[Given information Boundary: Start]

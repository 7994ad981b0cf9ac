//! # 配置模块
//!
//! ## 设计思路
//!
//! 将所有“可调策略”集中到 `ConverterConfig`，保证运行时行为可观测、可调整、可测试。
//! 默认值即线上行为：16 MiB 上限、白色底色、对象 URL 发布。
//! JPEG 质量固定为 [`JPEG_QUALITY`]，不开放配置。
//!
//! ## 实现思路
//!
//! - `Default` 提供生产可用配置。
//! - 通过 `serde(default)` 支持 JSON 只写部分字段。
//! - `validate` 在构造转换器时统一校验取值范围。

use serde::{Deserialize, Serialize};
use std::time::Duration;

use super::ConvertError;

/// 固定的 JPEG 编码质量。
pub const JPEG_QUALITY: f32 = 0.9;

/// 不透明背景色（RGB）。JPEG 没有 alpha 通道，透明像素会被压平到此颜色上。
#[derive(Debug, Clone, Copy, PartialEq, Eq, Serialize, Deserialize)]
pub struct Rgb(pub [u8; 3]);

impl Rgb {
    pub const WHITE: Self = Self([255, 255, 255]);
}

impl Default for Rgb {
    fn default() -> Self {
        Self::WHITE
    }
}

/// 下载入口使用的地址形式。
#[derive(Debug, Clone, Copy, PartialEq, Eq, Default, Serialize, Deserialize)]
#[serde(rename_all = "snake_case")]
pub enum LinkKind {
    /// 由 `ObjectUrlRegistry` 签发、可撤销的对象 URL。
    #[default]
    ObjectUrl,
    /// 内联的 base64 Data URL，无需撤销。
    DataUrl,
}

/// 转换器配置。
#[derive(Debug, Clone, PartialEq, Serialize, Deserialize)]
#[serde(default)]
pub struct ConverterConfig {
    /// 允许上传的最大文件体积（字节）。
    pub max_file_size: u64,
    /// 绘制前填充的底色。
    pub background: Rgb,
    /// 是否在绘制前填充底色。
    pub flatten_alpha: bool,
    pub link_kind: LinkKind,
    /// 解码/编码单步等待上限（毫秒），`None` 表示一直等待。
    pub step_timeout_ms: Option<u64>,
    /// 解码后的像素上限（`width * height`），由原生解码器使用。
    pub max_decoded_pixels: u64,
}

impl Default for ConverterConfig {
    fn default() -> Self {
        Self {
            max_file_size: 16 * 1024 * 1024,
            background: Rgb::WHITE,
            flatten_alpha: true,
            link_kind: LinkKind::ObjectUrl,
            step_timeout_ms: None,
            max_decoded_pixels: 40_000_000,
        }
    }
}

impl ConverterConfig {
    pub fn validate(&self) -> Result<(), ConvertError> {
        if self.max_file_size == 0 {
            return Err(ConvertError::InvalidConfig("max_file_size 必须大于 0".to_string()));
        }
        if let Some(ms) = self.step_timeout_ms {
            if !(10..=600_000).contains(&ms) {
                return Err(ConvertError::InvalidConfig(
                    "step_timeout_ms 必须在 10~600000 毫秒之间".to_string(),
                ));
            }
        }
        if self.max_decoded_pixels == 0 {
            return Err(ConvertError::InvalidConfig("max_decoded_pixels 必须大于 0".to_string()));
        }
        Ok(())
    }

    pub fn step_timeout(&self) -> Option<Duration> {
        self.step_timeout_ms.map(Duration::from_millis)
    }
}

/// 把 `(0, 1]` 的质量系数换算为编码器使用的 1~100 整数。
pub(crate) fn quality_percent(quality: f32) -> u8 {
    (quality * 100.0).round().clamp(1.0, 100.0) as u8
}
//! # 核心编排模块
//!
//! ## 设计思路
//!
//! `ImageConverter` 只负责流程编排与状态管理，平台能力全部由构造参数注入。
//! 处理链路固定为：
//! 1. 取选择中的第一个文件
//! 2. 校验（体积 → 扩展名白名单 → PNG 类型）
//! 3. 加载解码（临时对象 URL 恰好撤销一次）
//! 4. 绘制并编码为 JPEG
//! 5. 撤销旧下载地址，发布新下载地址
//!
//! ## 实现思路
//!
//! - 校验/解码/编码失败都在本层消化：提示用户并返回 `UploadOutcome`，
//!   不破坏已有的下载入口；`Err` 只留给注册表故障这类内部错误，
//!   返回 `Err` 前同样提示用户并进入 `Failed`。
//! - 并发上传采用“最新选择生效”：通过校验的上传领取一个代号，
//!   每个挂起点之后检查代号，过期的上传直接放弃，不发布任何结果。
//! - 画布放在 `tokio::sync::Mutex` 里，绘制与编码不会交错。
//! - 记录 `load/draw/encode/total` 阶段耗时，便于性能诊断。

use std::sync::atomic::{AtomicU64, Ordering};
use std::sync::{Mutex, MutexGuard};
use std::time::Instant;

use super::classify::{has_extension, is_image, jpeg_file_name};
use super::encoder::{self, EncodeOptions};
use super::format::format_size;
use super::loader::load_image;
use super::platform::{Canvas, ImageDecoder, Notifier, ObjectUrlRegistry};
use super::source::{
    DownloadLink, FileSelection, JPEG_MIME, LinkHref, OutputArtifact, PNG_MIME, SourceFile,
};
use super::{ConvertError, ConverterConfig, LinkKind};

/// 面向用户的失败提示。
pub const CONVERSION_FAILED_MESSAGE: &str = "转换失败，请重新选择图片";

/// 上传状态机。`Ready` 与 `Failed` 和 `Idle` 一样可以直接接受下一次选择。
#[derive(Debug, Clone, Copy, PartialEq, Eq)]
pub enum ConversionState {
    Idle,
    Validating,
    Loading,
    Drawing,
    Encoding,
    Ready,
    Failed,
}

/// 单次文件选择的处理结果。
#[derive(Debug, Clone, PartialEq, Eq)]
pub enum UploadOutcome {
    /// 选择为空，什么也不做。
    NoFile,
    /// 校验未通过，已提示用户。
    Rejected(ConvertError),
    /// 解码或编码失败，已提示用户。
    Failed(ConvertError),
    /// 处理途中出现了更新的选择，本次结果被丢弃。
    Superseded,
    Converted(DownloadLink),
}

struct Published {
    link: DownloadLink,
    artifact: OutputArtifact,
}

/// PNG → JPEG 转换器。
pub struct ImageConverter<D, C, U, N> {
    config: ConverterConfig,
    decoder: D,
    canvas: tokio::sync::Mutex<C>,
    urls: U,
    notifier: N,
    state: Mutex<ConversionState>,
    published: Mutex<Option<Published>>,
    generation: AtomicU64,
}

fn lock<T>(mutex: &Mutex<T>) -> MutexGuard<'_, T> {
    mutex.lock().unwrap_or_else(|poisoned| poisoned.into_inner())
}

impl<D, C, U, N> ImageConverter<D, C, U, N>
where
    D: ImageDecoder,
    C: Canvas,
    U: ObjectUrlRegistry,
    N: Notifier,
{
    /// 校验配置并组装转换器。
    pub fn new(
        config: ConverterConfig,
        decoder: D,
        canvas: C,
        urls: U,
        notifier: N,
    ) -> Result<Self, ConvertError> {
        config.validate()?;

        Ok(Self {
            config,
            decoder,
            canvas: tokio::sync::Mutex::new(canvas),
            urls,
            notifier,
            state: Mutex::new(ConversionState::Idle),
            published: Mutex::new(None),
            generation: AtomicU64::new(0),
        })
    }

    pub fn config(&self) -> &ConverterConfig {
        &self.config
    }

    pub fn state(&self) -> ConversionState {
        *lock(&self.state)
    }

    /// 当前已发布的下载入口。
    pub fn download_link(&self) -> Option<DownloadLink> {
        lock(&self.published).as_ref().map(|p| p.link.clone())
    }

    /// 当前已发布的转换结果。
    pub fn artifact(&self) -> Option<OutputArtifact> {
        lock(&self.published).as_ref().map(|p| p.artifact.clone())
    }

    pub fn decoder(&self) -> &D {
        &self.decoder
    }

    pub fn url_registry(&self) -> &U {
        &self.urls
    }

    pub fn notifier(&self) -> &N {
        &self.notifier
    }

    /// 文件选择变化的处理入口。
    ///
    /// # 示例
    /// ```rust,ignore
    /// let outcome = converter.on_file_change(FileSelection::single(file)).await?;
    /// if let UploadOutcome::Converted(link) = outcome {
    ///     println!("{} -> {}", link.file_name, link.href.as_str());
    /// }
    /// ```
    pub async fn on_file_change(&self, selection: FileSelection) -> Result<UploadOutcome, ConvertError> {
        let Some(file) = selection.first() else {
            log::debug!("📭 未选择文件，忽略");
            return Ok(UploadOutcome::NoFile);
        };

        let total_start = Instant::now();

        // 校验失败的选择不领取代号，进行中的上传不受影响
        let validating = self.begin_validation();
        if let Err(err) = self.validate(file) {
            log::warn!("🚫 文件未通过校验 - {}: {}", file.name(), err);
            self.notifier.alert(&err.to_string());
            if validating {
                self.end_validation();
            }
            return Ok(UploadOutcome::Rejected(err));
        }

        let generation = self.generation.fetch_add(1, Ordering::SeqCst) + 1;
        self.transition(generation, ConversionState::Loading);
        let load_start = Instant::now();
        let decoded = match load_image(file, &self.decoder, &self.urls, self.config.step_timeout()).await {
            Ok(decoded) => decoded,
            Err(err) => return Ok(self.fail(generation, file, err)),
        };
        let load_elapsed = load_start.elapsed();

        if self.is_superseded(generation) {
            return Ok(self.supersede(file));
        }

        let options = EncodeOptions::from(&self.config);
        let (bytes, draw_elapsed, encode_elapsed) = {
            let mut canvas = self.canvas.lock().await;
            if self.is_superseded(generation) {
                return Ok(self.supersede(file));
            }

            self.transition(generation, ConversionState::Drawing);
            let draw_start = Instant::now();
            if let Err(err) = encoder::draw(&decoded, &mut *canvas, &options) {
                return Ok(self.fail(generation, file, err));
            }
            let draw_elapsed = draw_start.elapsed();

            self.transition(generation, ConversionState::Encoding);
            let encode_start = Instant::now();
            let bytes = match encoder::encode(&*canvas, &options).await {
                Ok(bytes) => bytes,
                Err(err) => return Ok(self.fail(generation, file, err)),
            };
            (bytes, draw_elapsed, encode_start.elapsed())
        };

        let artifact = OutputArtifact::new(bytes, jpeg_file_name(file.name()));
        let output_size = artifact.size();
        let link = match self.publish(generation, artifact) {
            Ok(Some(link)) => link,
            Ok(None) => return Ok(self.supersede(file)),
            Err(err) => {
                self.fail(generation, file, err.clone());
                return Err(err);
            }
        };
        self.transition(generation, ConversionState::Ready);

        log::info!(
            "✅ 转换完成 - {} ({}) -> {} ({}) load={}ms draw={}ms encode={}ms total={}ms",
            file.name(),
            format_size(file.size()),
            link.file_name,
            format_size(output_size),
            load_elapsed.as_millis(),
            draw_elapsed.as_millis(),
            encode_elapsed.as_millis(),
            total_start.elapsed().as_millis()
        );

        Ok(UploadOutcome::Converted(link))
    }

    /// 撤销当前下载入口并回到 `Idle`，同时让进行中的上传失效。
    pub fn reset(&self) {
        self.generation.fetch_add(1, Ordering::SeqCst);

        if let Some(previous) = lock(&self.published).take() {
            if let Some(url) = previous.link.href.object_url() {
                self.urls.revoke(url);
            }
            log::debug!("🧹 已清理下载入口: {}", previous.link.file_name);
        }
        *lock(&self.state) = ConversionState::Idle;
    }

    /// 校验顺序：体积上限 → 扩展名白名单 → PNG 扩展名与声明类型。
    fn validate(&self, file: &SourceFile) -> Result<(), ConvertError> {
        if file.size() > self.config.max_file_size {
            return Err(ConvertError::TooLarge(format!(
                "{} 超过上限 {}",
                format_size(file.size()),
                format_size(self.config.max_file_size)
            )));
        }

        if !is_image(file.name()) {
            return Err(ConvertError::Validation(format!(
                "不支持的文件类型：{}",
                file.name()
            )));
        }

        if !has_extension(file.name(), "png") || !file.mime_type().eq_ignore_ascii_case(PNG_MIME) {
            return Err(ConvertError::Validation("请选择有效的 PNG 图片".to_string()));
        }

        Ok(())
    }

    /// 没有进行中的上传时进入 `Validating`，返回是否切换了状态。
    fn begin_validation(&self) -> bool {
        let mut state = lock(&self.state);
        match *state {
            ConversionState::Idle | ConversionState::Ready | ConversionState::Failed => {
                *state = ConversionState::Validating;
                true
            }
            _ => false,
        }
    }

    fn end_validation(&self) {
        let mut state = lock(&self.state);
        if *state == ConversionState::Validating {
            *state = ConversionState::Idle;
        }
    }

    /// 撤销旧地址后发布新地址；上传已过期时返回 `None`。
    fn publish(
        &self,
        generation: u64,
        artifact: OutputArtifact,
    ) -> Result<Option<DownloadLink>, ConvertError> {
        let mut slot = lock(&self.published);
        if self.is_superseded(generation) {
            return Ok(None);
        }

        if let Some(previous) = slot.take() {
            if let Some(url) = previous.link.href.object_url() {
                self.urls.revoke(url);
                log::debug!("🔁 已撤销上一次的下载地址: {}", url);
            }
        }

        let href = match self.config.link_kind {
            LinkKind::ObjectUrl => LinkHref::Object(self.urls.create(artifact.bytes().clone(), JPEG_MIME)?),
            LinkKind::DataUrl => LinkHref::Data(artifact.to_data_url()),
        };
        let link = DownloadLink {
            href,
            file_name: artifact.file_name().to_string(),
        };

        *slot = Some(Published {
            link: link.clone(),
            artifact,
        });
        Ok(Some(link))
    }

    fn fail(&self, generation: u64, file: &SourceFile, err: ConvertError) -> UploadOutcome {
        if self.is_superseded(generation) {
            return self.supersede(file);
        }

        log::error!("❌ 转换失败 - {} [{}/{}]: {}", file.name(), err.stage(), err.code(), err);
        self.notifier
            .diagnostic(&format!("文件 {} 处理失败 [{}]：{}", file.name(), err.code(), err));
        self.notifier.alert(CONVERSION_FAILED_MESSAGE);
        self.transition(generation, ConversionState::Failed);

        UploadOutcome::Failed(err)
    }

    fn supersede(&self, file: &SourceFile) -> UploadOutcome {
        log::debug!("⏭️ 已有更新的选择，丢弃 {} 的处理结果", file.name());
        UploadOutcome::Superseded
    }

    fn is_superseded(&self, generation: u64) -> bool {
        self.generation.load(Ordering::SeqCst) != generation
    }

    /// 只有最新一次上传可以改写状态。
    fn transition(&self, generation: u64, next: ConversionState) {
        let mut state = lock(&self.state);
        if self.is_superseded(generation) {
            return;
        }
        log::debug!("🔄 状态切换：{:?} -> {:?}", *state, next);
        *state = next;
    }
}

[Given information Boundary: End]
[Given information Boundary: Start]

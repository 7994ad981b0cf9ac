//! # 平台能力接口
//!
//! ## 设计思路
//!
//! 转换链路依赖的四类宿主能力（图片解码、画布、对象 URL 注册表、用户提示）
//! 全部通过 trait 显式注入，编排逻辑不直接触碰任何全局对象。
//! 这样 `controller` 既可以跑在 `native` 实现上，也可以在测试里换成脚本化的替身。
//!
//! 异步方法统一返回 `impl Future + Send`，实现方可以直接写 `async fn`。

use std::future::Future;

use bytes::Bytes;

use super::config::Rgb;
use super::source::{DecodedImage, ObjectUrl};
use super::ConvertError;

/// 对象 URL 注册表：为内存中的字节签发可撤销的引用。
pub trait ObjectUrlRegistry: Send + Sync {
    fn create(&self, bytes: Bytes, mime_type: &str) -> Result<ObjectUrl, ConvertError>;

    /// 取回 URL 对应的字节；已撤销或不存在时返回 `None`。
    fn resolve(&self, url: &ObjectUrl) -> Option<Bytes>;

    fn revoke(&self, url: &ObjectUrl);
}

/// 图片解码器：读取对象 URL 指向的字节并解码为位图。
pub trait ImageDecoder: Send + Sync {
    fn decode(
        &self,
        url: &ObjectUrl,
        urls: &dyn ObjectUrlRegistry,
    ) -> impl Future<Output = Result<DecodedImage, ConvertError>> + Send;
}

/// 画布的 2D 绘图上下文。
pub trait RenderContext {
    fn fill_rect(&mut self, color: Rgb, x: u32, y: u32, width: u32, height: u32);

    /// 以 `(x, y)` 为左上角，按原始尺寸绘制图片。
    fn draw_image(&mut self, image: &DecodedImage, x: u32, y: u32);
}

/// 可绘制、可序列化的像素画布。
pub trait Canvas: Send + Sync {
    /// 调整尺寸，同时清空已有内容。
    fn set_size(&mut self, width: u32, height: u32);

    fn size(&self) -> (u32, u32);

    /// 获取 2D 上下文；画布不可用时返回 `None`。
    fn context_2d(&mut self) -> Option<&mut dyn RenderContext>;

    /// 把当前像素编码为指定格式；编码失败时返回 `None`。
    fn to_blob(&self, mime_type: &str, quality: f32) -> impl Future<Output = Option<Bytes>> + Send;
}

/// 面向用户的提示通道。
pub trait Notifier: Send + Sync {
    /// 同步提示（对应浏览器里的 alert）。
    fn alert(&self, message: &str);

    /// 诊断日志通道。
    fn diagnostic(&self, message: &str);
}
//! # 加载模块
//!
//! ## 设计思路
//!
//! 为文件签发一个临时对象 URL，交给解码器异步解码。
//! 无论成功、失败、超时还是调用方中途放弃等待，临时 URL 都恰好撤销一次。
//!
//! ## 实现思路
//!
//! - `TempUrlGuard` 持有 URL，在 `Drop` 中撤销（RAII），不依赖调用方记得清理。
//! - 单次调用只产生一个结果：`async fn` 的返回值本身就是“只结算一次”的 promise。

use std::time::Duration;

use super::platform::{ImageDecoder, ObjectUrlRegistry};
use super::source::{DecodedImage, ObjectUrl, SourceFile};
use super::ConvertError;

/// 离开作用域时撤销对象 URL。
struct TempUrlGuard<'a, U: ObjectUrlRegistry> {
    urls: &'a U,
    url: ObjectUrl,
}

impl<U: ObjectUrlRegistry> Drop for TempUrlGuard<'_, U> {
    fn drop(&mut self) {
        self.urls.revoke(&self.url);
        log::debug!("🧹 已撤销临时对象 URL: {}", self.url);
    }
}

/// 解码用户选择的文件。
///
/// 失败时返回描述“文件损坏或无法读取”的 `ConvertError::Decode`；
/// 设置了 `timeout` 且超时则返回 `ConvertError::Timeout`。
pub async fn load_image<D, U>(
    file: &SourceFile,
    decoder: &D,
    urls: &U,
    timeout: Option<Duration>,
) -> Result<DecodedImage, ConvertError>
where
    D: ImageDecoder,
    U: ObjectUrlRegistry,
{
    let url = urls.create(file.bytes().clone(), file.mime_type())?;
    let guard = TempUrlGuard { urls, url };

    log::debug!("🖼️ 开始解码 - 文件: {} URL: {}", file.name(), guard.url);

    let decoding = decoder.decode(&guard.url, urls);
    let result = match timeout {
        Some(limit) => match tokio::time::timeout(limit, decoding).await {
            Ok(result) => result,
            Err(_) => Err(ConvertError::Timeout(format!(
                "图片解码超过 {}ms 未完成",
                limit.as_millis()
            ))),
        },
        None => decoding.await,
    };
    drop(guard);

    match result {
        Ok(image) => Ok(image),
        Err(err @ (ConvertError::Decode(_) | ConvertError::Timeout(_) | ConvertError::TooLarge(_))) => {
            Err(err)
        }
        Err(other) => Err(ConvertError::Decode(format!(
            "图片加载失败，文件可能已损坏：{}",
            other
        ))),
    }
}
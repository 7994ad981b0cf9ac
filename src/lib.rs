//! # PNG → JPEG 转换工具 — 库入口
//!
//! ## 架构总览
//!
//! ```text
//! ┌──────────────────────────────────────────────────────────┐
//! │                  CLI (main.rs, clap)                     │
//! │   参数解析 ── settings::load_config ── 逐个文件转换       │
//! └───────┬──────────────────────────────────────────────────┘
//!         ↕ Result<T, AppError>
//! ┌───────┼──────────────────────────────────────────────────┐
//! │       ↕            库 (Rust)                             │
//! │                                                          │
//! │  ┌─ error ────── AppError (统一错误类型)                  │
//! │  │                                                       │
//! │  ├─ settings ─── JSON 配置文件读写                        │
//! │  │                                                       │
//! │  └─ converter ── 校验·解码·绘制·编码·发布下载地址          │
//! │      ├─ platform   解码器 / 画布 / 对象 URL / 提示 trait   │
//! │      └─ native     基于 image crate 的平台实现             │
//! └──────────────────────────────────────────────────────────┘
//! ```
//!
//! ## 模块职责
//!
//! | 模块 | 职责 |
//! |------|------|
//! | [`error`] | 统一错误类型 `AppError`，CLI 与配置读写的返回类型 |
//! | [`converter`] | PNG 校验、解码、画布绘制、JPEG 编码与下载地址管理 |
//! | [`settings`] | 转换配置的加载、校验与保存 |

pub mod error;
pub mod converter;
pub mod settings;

[Given information Boundary: End]
[Given information Boundary: Start]

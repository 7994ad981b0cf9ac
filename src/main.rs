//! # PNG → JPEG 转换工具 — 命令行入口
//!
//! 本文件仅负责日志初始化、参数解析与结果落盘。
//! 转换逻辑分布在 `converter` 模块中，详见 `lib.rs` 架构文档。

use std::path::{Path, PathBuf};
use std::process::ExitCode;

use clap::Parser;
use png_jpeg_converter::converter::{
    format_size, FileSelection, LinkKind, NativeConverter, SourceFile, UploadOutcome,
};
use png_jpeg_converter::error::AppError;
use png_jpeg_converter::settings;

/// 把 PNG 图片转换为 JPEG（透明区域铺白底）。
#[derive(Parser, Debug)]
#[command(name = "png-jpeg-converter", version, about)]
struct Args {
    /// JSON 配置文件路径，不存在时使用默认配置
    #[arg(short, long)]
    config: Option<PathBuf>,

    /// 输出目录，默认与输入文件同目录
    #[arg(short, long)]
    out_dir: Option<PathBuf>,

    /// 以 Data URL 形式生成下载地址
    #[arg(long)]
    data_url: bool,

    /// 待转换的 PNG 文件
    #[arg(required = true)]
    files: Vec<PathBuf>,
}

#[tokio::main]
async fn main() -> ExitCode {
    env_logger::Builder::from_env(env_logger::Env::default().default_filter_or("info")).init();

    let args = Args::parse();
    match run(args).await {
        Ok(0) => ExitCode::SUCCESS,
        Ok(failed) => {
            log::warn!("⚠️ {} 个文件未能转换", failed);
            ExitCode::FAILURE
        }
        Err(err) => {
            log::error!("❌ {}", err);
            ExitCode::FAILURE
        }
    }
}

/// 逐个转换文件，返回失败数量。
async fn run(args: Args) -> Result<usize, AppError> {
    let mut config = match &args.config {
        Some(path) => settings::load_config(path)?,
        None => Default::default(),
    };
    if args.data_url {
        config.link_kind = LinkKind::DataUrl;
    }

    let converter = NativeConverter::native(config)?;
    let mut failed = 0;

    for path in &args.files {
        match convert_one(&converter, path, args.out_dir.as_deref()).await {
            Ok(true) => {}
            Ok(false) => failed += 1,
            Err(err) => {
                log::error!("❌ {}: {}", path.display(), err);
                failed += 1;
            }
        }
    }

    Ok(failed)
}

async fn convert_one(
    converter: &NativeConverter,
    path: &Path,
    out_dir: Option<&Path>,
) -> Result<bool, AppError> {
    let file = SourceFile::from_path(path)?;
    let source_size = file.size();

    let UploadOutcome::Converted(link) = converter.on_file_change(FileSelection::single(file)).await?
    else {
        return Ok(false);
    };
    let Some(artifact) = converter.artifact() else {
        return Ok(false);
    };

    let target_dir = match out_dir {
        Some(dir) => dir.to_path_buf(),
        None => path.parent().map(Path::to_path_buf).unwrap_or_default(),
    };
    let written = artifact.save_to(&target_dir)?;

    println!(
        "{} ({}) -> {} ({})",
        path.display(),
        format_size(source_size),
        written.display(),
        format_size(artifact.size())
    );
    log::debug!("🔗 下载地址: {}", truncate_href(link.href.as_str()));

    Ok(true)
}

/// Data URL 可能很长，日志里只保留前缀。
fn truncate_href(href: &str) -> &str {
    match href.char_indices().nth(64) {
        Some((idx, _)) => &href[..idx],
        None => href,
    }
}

[Given information Boundary: End]

How many of the lines above include the string "Copy"? Answer with the number only.

3